Nicola Mining (NIM-V) Aug 25, '16 is pleased to announce that, on August 24, 2016, it completed a non-brokered private placement financing as further described in its news release of August 23, 2016. In connection with the closing, the Company sold an aggregate of 18,337,665 units, at a price of $0.12 per Unit, for gross proceeds of $2,200,519.80. Each Unit consists of one common share of the Company and one share purchase warrant. Each Warrant is exercisable into one additional Share at a price of $0.18 per Share for a period of three years from the date of issuance.
Proceeds from the Financing will be used for general working capital.
The Company paid cash finders fees of $29,792 and issued 248,266 share purchase warrants (the "Finder's Warrants") to three finders in connection with certain subscriptions in the Financing. The Finder's Warrants have the same terms as the Warrants.

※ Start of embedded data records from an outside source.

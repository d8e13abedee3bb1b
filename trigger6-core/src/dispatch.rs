//! Hands encoded frame updates to the transport, one pooled buffer per
//! chunk.
//!
//! Chunks are submitted strictly in order. Acquiring a buffer may wait
//! for an earlier transfer to complete; that wait is the only
//! backpressure on the update path. Completions arrive on the event
//! channel returned by [`TransferDispatcher::new`], in whatever order
//! the transport finishes them.
//!
//! A chunk whose session header travels as a control write gets its
//! buffer first, so the device never sees a header without the bulk
//! write that follows it.

use std::sync::Arc;

use tokio::sync::mpsc;
use tokio_util::sync::CancellationToken;
use tracing::{trace, warn};

use crate::encoder::{ChunkFraming, WireFrame};
use crate::error::DispatchError;
use crate::pool::TransferBufferPool;
use crate::transport::{
    ControlRequest, SubmitError, Submission, TransferEventReceiver, TransferEventSender, Transport,
};
use crate::types::Rect;

/// Outcome of a fully submitted frame update.
#[derive(Debug, Clone, Copy, PartialEq, Eq)]
pub struct DispatchReport {
    /// Frame number carried by this update's [`TransferEvent`](crate::transport::TransferEvent)s.
    pub frame: u64,
    /// Damaged region after block alignment.
    pub rect: Rect,
    pub chunks: usize,
    /// Bytes handed to bulk transfers.
    pub bytes: usize,
}

pub struct TransferDispatcher<T: Transport> {
    transport: Arc<T>,
    pool: TransferBufferPool,
    events: TransferEventSender,
    cancel: CancellationToken,
    next_frame: u64,
}

impl<T: Transport> TransferDispatcher<T> {
    /// Create a dispatcher and the receiving end of its completion
    /// channel.
    ///
    /// The channel is unbounded so completions never block or get lost
    /// on a transport thread. It holds one event per finished chunk
    /// until read; the receiver must be drained continuously (the
    /// [`Device`](crate::Device) monitor task does this) or dropped.
    pub fn new(transport: Arc<T>, pool: TransferBufferPool) -> (Self, TransferEventReceiver) {
        let (events, rx) = mpsc::unbounded_channel();
        let dispatcher = Self {
            transport,
            pool,
            events,
            cancel: CancellationToken::new(),
            next_frame: 0,
        };
        (dispatcher, rx)
    }

    /// Abort buffer waits when `cancel` fires.
    pub fn with_cancel(mut self, cancel: CancellationToken) -> Self {
        self.cancel = cancel;
        self
    }

    pub fn pool(&self) -> &TransferBufferPool {
        &self.pool
    }

    pub fn transport(&self) -> &Arc<T> {
        &self.transport
    }

    /// Submit every chunk of `frame` in order.
    ///
    /// On error the remaining chunks are not submitted; the chunks
    /// counted in [`DispatchError::submitted`] stay in flight and will
    /// still complete. An empty frame submits nothing.
    pub async fn dispatch(&mut self, frame: &WireFrame) -> Result<DispatchReport, DispatchError> {
        let frame_id = self.next_frame;
        self.next_frame += 1;
        let mut bytes = 0;

        for (submitted, chunk) in frame.chunks.iter().enumerate() {
            let mut buffer = self
                .pool
                .acquire_or_cancel(&self.cancel)
                .await
                .map_err(|source| DispatchError::Pool {
                    chunk: chunk.index,
                    submitted,
                    source,
                })?;

            // An out-of-band header is only sent once its bulk write is
            // certain to have a buffer.
            if let ChunkFraming::Control { request, header } = &chunk.framing {
                let written = self
                    .transport
                    .control_write(ControlRequest::new(*request, 0, 0), &header.encode())
                    .await;
                if let Err(source) = written {
                    self.pool.release(buffer);
                    return Err(DispatchError::Transport {
                        chunk: chunk.index,
                        submitted,
                        source,
                    });
                }
            }

            if let ChunkFraming::Inline(header) = &chunk.framing {
                buffer.extend_from_slice(&header.encode());
            }
            buffer.extend_from_slice(&chunk.payload);
            let len = buffer.len();

            let submission = Submission::new(
                buffer,
                self.pool.clone(),
                self.events.clone(),
                frame_id,
                chunk.index,
                chunk.offset,
            );
            if let Err(SubmitError { error, submission }) = self.transport.submit(submission) {
                warn!(frame = frame_id, chunk = chunk.index, %error, "submit failed");
                submission.complete(Err(error.clone()));
                return Err(DispatchError::Transport {
                    chunk: chunk.index,
                    submitted,
                    source: error,
                });
            }

            trace!(frame = frame_id, chunk = chunk.index, len, "chunk submitted");
            bytes += len;
        }

        Ok(DispatchReport {
            frame: frame_id,
            rect: frame.rect,
            chunks: frame.chunks.len(),
            bytes,
        })
    }
}

impl<T: Transport> std::fmt::Debug for TransferDispatcher<T> {
    fn fmt(&self, f: &mut std::fmt::Formatter<'_>) -> std::fmt::Result {
        f.debug_struct("TransferDispatcher")
            .field("pool", &self.pool)
            .field("next_frame", &self.next_frame)
            .finish()
    }
}

// ── Tests ────────────────────────────────────────────────────────

#[cfg(test)]
mod tests {
    use bytes::Bytes;
    use tokio_test::{assert_pending, assert_ready_err, assert_ready_ok, task};

    use super::*;
    use crate::encoder::Chunk;
    use crate::error::{PoolError, TransportError};
    use crate::header::SessionHeader;
    use crate::transport::{CompletionMode, MemoryTransport};

    fn frame(chunks: &[&'static [u8]]) -> WireFrame {
        let mut offset = 0;
        let chunks = chunks
            .iter()
            .enumerate()
            .map(|(index, payload)| {
                let chunk = Chunk {
                    index,
                    offset,
                    framing: ChunkFraming::Plain,
                    payload: Bytes::from_static(payload),
                };
                offset += payload.len();
                chunk
            })
            .collect();
        WireFrame {
            rect: Rect::new(0, 0, 16, 1),
            sequence: None,
            stream_len: offset,
            chunks,
        }
    }

    fn deferred() -> Arc<MemoryTransport> {
        Arc::new(MemoryTransport::new(Vec::new()).with_completion(CompletionMode::Deferred))
    }

    #[tokio::test]
    async fn submits_chunks_in_order() {
        let transport = Arc::new(MemoryTransport::new(Vec::new()));
        let pool = TransferBufferPool::new(2, 16);
        let (mut dispatcher, mut rx) = TransferDispatcher::new(transport.clone(), pool.clone());

        let report = dispatcher.dispatch(&frame(&[b"aaaa", b"bb", b"c"])).await.unwrap();
        assert_eq!(report.chunks, 3);
        assert_eq!(report.bytes, 7);
        assert_eq!(transport.bulk_bytes(), b"aaaabbc");
        assert_eq!(pool.free_count(), 2);

        let offsets: Vec<_> = (0..3).map(|_| rx.try_recv().unwrap().offset).collect();
        assert_eq!(offsets, vec![0, 4, 6]);
    }

    #[tokio::test]
    async fn frames_are_numbered() {
        let transport = Arc::new(MemoryTransport::new(Vec::new()));
        let (mut dispatcher, _rx) = TransferDispatcher::new(transport, TransferBufferPool::new(1, 8));
        assert_eq!(dispatcher.dispatch(&frame(&[b"x"])).await.unwrap().frame, 0);
        assert_eq!(dispatcher.dispatch(&frame(&[b"y"])).await.unwrap().frame, 1);
    }

    #[test]
    fn waits_for_completion_when_pool_empty() {
        let transport = deferred();
        let pool = TransferBufferPool::new(1, 8);
        let (mut dispatcher, _rx) = TransferDispatcher::new(transport.clone(), pool);
        let wire = frame(&[b"one", b"two"]);

        let mut dispatch = task::spawn(dispatcher.dispatch(&wire));
        assert_pending!(dispatch.poll());
        assert_eq!(transport.submission_count(), 1);

        assert!(transport.complete_next(Ok(())));
        assert!(dispatch.is_woken());
        let report = assert_ready_ok!(dispatch.poll());
        assert_eq!(report.chunks, 2);
        assert_eq!(transport.bulk_bytes(), b"onetwo");
    }

    #[test]
    fn cancel_interrupts_blocked_acquire() {
        let transport = deferred();
        let cancel = CancellationToken::new();
        let (dispatcher, _rx) = TransferDispatcher::new(transport.clone(), TransferBufferPool::new(1, 8));
        let mut dispatcher = dispatcher.with_cancel(cancel.clone());
        let wire = frame(&[b"one", b"two", b"three"]);

        let mut dispatch = task::spawn(dispatcher.dispatch(&wire));
        assert_pending!(dispatch.poll());

        cancel.cancel();
        assert!(dispatch.is_woken());
        let err = assert_ready_err!(dispatch.poll());
        assert_eq!(
            err,
            DispatchError::Pool {
                chunk: 1,
                submitted: 1,
                source: PoolError::Cancelled
            }
        );
        assert_eq!(transport.pending_count(), 1);
    }

    #[tokio::test]
    async fn failed_submit_releases_buffer_and_aborts() {
        let transport = Arc::new(MemoryTransport::new(Vec::new()));
        transport.fail_submission(1, TransportError::Submit("stall".into()));
        let pool = TransferBufferPool::new(2, 8);
        let (mut dispatcher, mut rx) = TransferDispatcher::new(transport.clone(), pool.clone());

        let err = dispatcher
            .dispatch(&frame(&[b"a", b"b", b"c"]))
            .await
            .unwrap_err();
        assert_eq!(err.chunk(), 1);
        assert_eq!(err.submitted(), 1);
        assert_eq!(transport.submission_count(), 2);
        assert_eq!(pool.free_count(), 2);

        assert!(rx.try_recv().unwrap().is_success());
        let failed = rx.try_recv().unwrap();
        assert_eq!(failed.chunk, 1);
        assert_eq!(failed.outcome, Err(TransportError::Submit("stall".into())));
    }

    #[tokio::test]
    async fn control_framing_writes_header_first() {
        let transport = Arc::new(MemoryTransport::new(Vec::new()));
        let (mut dispatcher, _rx) =
            TransferDispatcher::new(transport.clone(), TransferBufferPool::new(1, 8));
        let header = SessionHeader {
            session: 1,
            total_length: 3,
            address: 0,
            chunk_length: 3,
            offset: 0,
            output_index: 0,
            reserved: [0; 8],
        };
        let mut wire = frame(&[b"abc"]);
        wire.chunks[0].framing = ChunkFraming::Control {
            request: 0x91,
            header,
        };

        dispatcher.dispatch(&wire).await.unwrap();
        let writes = transport.control_writes();
        assert_eq!(writes.len(), 1);
        assert_eq!(writes[0].request.request, 0x91);
        assert_eq!(writes[0].data, header.encode().to_vec());
        assert_eq!(transport.bulk_bytes(), b"abc");
    }

    fn control_framed(chunks: &[&'static [u8]]) -> WireFrame {
        let mut wire = frame(chunks);
        for chunk in &mut wire.chunks {
            chunk.framing = ChunkFraming::Control {
                request: 0x91,
                header: SessionHeader {
                    session: 1,
                    total_length: 0,
                    address: 0,
                    chunk_length: chunk.payload.len() as u32,
                    offset: chunk.offset as u32,
                    output_index: 0,
                    reserved: [0; 8],
                },
            };
        }
        wire
    }

    #[test]
    fn cancelled_control_chunk_sends_no_header() {
        let transport = deferred();
        let cancel = CancellationToken::new();
        let (dispatcher, _rx) = TransferDispatcher::new(transport.clone(), TransferBufferPool::new(1, 8));
        let mut dispatcher = dispatcher.with_cancel(cancel.clone());
        let wire = control_framed(&[b"one", b"two"]);

        let mut dispatch = task::spawn(dispatcher.dispatch(&wire));
        assert_pending!(dispatch.poll());
        assert_eq!(transport.control_writes().len(), 1);

        cancel.cancel();
        let err = assert_ready_err!(dispatch.poll());
        assert_eq!(err.chunk(), 1);
        assert_eq!(transport.control_writes().len(), transport.bulk_transfers().len());
    }

    #[tokio::test]
    async fn failed_header_write_releases_buffer() {
        let transport = Arc::new(MemoryTransport::new(Vec::new()));
        transport.disconnect();
        let pool = TransferBufferPool::new(1, 8);
        let (mut dispatcher, _rx) = TransferDispatcher::new(transport.clone(), pool.clone());

        let err = dispatcher.dispatch(&control_framed(&[b"abc"])).await.unwrap_err();
        assert_eq!(
            err,
            DispatchError::Transport {
                chunk: 0,
                submitted: 0,
                source: TransportError::Disconnected
            }
        );
        assert_eq!(pool.counts(), (1, 0));
        assert_eq!(transport.submission_count(), 0);
    }
}
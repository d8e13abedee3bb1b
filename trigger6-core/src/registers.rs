//! Vendor control requests understood by the adapter.
//!
//! ```text
//! request  dir  wValue        wIndex        data
//! 0x89     IN   output index  byte offset   mode table slice
//! 0x87     IN   output index  0             1 status byte
//! 0x03     OUT  0             1 / 0         none (enable / disable)
//! 0x12     OUT  0             0             32-byte mode record
//! ```

use tracing::{debug, info};

use crate::error::{Trigger6Error, TransportError};
use crate::mode::{
    DisplayMode, MODE_TABLE_FIRST_READ, MODE_TABLE_SECOND_READ, MODE_TABLE_SIZE, ModeCatalog,
};
use crate::transport::{ControlRequest, Transport};

pub const REQUEST_READ_MODES: u8 = 0x89;
pub const REQUEST_CONNECTOR_STATUS: u8 = 0x87;
pub const REQUEST_OUTPUT_ENABLE: u8 = 0x03;
pub const REQUEST_SET_RESOLUTION: u8 = 0x12;

/// Read and decode the adapter's mode table in two control reads.
pub async fn read_mode_table<T: Transport + ?Sized>(
    transport: &T,
    output_index: u16,
) -> Result<ModeCatalog, Trigger6Error> {
    let mut raw = vec![0u8; MODE_TABLE_SIZE];
    let mut filled = 0;

    for len in [MODE_TABLE_FIRST_READ, MODE_TABLE_SECOND_READ] {
        let offset = u16::try_from(filled).map_err(|_| Trigger6Error::RegionTooLarge {
            field: "mode table offset",
            value: filled as u64,
        })?;
        let request = ControlRequest::new(REQUEST_READ_MODES, output_index, offset);
        let n = transport
            .control_read(request, &mut raw[filled..filled + len])
            .await?;
        debug!(offset, requested = len, read = n, "mode table read");
        filled += n.min(len);
        if n < len {
            break;
        }
    }

    ModeCatalog::decode(&raw[..filled])
}

/// Raw connector status byte for `output_index`.
pub async fn read_connector_status<T: Transport + ?Sized>(
    transport: &T,
    output_index: u16,
) -> Result<u8, Trigger6Error> {
    let mut status = [0u8; 1];
    let request = ControlRequest::new(REQUEST_CONNECTOR_STATUS, output_index, 0);
    let n = transport.control_read(request, &mut status).await?;
    if n == 0 {
        return Err(TransportError::Control {
            request: REQUEST_CONNECTOR_STATUS,
            reason: "empty status reply".into(),
        }
        .into());
    }
    Ok(status[0])
}

pub async fn enable_output<T: Transport + ?Sized>(transport: &T) -> Result<(), Trigger6Error> {
    transport
        .control_write(ControlRequest::new(REQUEST_OUTPUT_ENABLE, 0, 1), &[])
        .await?;
    info!("output enabled");
    Ok(())
}

pub async fn disable_output<T: Transport + ?Sized>(transport: &T) -> Result<(), Trigger6Error> {
    transport
        .control_write(ControlRequest::new(REQUEST_OUTPUT_ENABLE, 0, 0), &[])
        .await?;
    info!("output disabled");
    Ok(())
}

/// Program the adapter's scanout timing.
pub async fn set_resolution<T: Transport + ?Sized>(
    transport: &T,
    mode: &DisplayMode,
) -> Result<(), Trigger6Error> {
    transport
        .control_write(
            ControlRequest::new(REQUEST_SET_RESOLUTION, 0, 0),
            &mode.to_bytes(),
        )
        .await?;
    info!(%mode, "resolution set");
    Ok(())
}

// ── Tests ────────────────────────────────────────────────────────
pub mod formatter;
pub mod sink;

pub use formatter::{format_colored, format_plain_text, format_plain_text_at, format_uncolored};
pub use sink::{persist, ReportSink};
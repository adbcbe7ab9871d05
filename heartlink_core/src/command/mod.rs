pub mod runner;

pub use runner::{argv, CommandError, CommandOutcome, CommandRunner, SystemCommandRunner};
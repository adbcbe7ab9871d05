//! Writes the rendered report to the data directory.

use std::path::{Path, PathBuf};
use tokio::fs;
use tracing::info;

use crate::config::DoctorConfig;
use crate::error::Result;

/// Creates `target_dir` if needed and overwrites `file_name` inside it with
/// `text` plus a trailing newline. Returns the absolute path written.
pub async fn persist(text: &str, target_dir: &Path, file_name: &str) -> Result<PathBuf> {
    fs::create_dir_all(target_dir).await?;

    let path = fs::canonicalize(target_dir).await?.join(file_name);
    fs::write(&path, format!("{}\n", text)).await?;

    info!("Report written to {}", path.display());
    Ok(path)
}

#[derive(Debug, Clone)]
pub struct ReportSink {
    directory: PathBuf,
    file_name: String,
}

impl ReportSink {
    pub fn new(directory: impl Into<PathBuf>, file_name: impl Into<String>) -> Self {
        Self {
            directory: directory.into(),
            file_name: file_name.into(),
        }
    }

    pub fn from_config(config: &DoctorConfig) -> Self {
        Self::new(config.data_directory(), &config.paths.report_file)
    }

    pub fn directory(&self) -> &Path {
        &self.directory
    }

    /// Creates the data directory without writing anything.
    pub async fn ensure_directory(&self) -> Result<&Path> {
        fs::create_dir_all(&self.directory).await?;
        Ok(&self.directory)
    }

    pub async fn persist(&self, text: &str) -> Result<PathBuf> {
        persist(text, &self.directory, &self.file_name).await
    }
}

Insiders of the Company were issued an aggregate of 933,333 Units under the Financing, which constituted a "related party transaction" within the meaning of Multilateral Instrument 61-101 Protection of Minority Security Holders in Special Transactions ("MI 61-101"). The issuance to insiders is exempt from the valuation requirement of MI 61-101 by virtue of the exemption contained in section 5.5(b) as the Company's shares are not listed on a specified market and from the minority shareholder approval requirements of MI 61-101 by virtue of the exemption contained in section 5.7(a) of MI 61-101 in that the fair market value of the consideration of the shares issued to the related parties did not exceed 25% of the Company's market capitalization.
The securities issued under the Financing, and the Shares that may be issuable on exercise of the Warrants and the Finder's Warrants, are subject to a statutory hold period expiring on December 25, 2016.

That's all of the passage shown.